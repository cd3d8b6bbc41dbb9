//! Runs code units as child processes of the session interpreter.

use std::path::Path;
use std::process::Stdio;
use std::time::Duration;

use async_trait::async_trait;
use tokio::io::{AsyncRead, AsyncReadExt};
use tokio::process::Command;
use tokio::task::JoinHandle;
use uuid::Uuid;

use crate::errors::AnalystError;
use crate::executors::environment::{EnvironmentHandle, EnvironmentManager};
use crate::executors::{
    CapturedResult, CodeExecutor, ExecutionOutcome, ExecutionStatus, EXECUTION_ERROR_MARKER,
};

/// Variables forced on every execution so libraries stay headless and quiet.
pub const FORCED_ENV: &[(&str, &str)] = &[
    ("MPLBACKEND", "Agg"),
    ("TQDM_DISABLE", "1"),
    ("HF_HUB_DISABLE_PROGRESS_BARS", "1"),
];

/// Marks a result file whose value could not be encoded as JSON.
const UNSERIALIZABLE_PREFIX: &str = "!unserializable: ";

/// How long to wait for output pipes to drain once the child is gone.
const STREAM_DRAIN_GRACE: Duration = Duration::from_secs(5);

pub struct SubprocessExecutor {
    environment: EnvironmentManager,
}

impl SubprocessExecutor {
    pub fn new(environment: EnvironmentManager) -> Self {
        Self { environment }
    }

    /// Appended to every code unit: serializes the `result` slot, if bound, to
    /// `result_path`. A value that is not JSON-representable is recorded as an
    /// `UNSERIALIZABLE_PREFIX` line instead of failing the run.
    fn result_epilogue(result_path: &Path) -> String {
        let literal = serde_json::to_string(&result_path.to_string_lossy())
            .unwrap_or_else(|_| "\"result.json\"".to_string());
        format!(
            r#"

import json as _analyst_json
if "result" in globals():
    try:
        _analyst_payload = _analyst_json.dumps(globals()["result"], allow_nan=False)
    except (TypeError, ValueError) as _analyst_exc:
        _analyst_payload = "{prefix}Result variable is not JSON serializable: %s" % _analyst_exc
    with open({literal}, "w", encoding="utf-8") as _analyst_fh:
        _analyst_fh.write(_analyst_payload)
"#,
            prefix = UNSERIALIZABLE_PREFIX,
            literal = literal
        )
    }

    fn spawn_reader<R>(reader: R) -> JoinHandle<Vec<u8>>
    where
        R: AsyncRead + Unpin + Send + 'static,
    {
        tokio::spawn(async move {
            let mut reader = reader;
            let mut buf = Vec::new();
            if let Err(e) = reader.read_to_end(&mut buf).await {
                log::debug!("Output stream closed with error: {}", e);
            }
            buf
        })
    }

    async fn collect(mut handle: JoinHandle<Vec<u8>>) -> String {
        match tokio::time::timeout(STREAM_DRAIN_GRACE, &mut handle).await {
            Ok(Ok(bytes)) => String::from_utf8_lossy(&bytes).into_owned(),
            Ok(Err(e)) => {
                log::warn!("Output reader failed: {}", e);
                String::new()
            }
            Err(_) => {
                // A grandchild still holds the pipe open.
                handle.abort();
                String::new()
            }
        }
    }

    /// Read and remove the result file. The file is gone afterwards whether
    /// or not its content could be decoded.
    async fn take_result(result_path: &Path) -> Option<CapturedResult> {
        let read = tokio::fs::read(result_path).await;
        if !matches!(&read, Err(e) if e.kind() == std::io::ErrorKind::NotFound) {
            if let Err(e) = tokio::fs::remove_file(result_path).await {
                log::warn!(
                    "Failed to remove result file {}: {}",
                    result_path.display(),
                    e
                );
            }
        }

        let bytes = match read {
            Ok(bytes) => bytes,
            Err(e) if e.kind() == std::io::ErrorKind::NotFound => return None,
            Err(e) => return Some(CapturedResult::Malformed(e.to_string())),
        };
        Some(decode_result(&bytes))
    }

    async fn execute(
        &self,
        environment: &EnvironmentHandle,
        script_path: &Path,
        deadline: Duration,
    ) -> Result<(String, String, ExecutionStatus), AnalystError> {
        let mut cmd = Command::new(environment.interpreter());
        cmd.arg(script_path)
            .current_dir(environment.workspace())
            .stdin(Stdio::null())
            .stdout(Stdio::piped())
            .stderr(Stdio::piped())
            .kill_on_drop(true);
        for (key, value) in FORCED_ENV {
            cmd.env(key, value);
        }
        if let Some(venv) = environment.venv() {
            cmd.env("VIRTUAL_ENV", venv);
        }

        let mut child = cmd.spawn().map_err(|e| {
            AnalystError::InternalError(format!(
                "Failed to start interpreter {}: {}",
                environment.interpreter().display(),
                e
            ))
        })?;

        let stdout = child
            .stdout
            .take()
            .map(Self::spawn_reader)
            .ok_or_else(|| AnalystError::InternalError("child stdout not captured".to_string()))?;
        let stderr = child
            .stderr
            .take()
            .map(Self::spawn_reader)
            .ok_or_else(|| AnalystError::InternalError("child stderr not captured".to_string()))?;

        let status = match tokio::time::timeout(deadline, child.wait()).await {
            Ok(Ok(status)) if status.success() => ExecutionStatus::Succeeded,
            Ok(Ok(status)) => ExecutionStatus::Failed {
                exit_code: status.code(),
            },
            Ok(Err(e)) => {
                return Err(AnalystError::InternalError(format!(
                    "Failed to wait for child process: {}",
                    e
                )))
            }
            Err(_) => {
                log::warn!("Execution exceeded {:?}, killing child", deadline);
                if let Err(e) = child.kill().await {
                    log::warn!("Failed to kill timed-out child: {}", e);
                }
                ExecutionStatus::TimedOut
            }
        };

        let stdout = Self::collect(stdout).await;
        let stderr = Self::collect(stderr).await;
        Ok((stdout, stderr, status))
    }
}

fn decode_result(bytes: &[u8]) -> CapturedResult {
    let content = match std::str::from_utf8(bytes) {
        Ok(content) => content,
        Err(e) => return CapturedResult::Malformed(e.to_string()),
    };
    if let Some(reason) = content.strip_prefix(UNSERIALIZABLE_PREFIX) {
        return CapturedResult::Malformed(reason.to_string());
    }
    match serde_json::from_str(content) {
        Ok(value) => CapturedResult::Json(value),
        Err(e) => CapturedResult::Malformed(e.to_string()),
    }
}

pub fn timeout_message(deadline: Duration) -> String {
    if deadline.subsec_nanos() == 0 {
        format!("Code execution timed out after {} seconds.", deadline.as_secs())
    } else {
        format!(
            "Code execution timed out after {:.1} seconds.",
            deadline.as_secs_f64()
        )
    }
}

#[async_trait]
impl CodeExecutor for SubprocessExecutor {
    async fn run(
        &self,
        environment: &EnvironmentHandle,
        code: &str,
        dependencies: &[String],
        deadline: Duration,
    ) -> Result<ExecutionOutcome, AnalystError> {
        if let Err(failure) = self
            .environment
            .install_dependencies(environment, dependencies)
            .await
        {
            return Ok(ExecutionOutcome::install_failed(&failure));
        }

        let attempt_id = Uuid::new_v4();
        let result_path = environment
            .workspace()
            .join(format!(".result-{}.json", attempt_id));
        let script_path = environment
            .workspace()
            .join(format!(".attempt-{}.py", attempt_id));

        let mut script = String::with_capacity(code.len() + 512);
        script.push_str(code);
        script.push_str(&Self::result_epilogue(&result_path));
        tokio::fs::write(&script_path, script).await?;

        let executed = self.execute(environment, &script_path, deadline).await;

        // Collected on every path so no artifact outlives its attempt.
        let result = Self::take_result(&result_path).await;
        if let Err(e) = tokio::fs::remove_file(&script_path).await {
            log::warn!("Failed to remove script {}: {}", script_path.display(), e);
        }

        let (stdout, stderr, status) = executed?;
        let stderr = match &status {
            ExecutionStatus::Succeeded => stderr,
            ExecutionStatus::TimedOut => {
                format!("{}\n{}", EXECUTION_ERROR_MARKER, timeout_message(deadline))
            }
            _ => format!("{}\n{}", EXECUTION_ERROR_MARKER, stderr),
        };

        Ok(ExecutionOutcome {
            stdout,
            stderr,
            result,
            status,
        })
    }
}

==================================================

▶ Task to carry out
How many of the lines in the records include the string "gone"? Reply with the number alone.

▶ Solution for this problem
2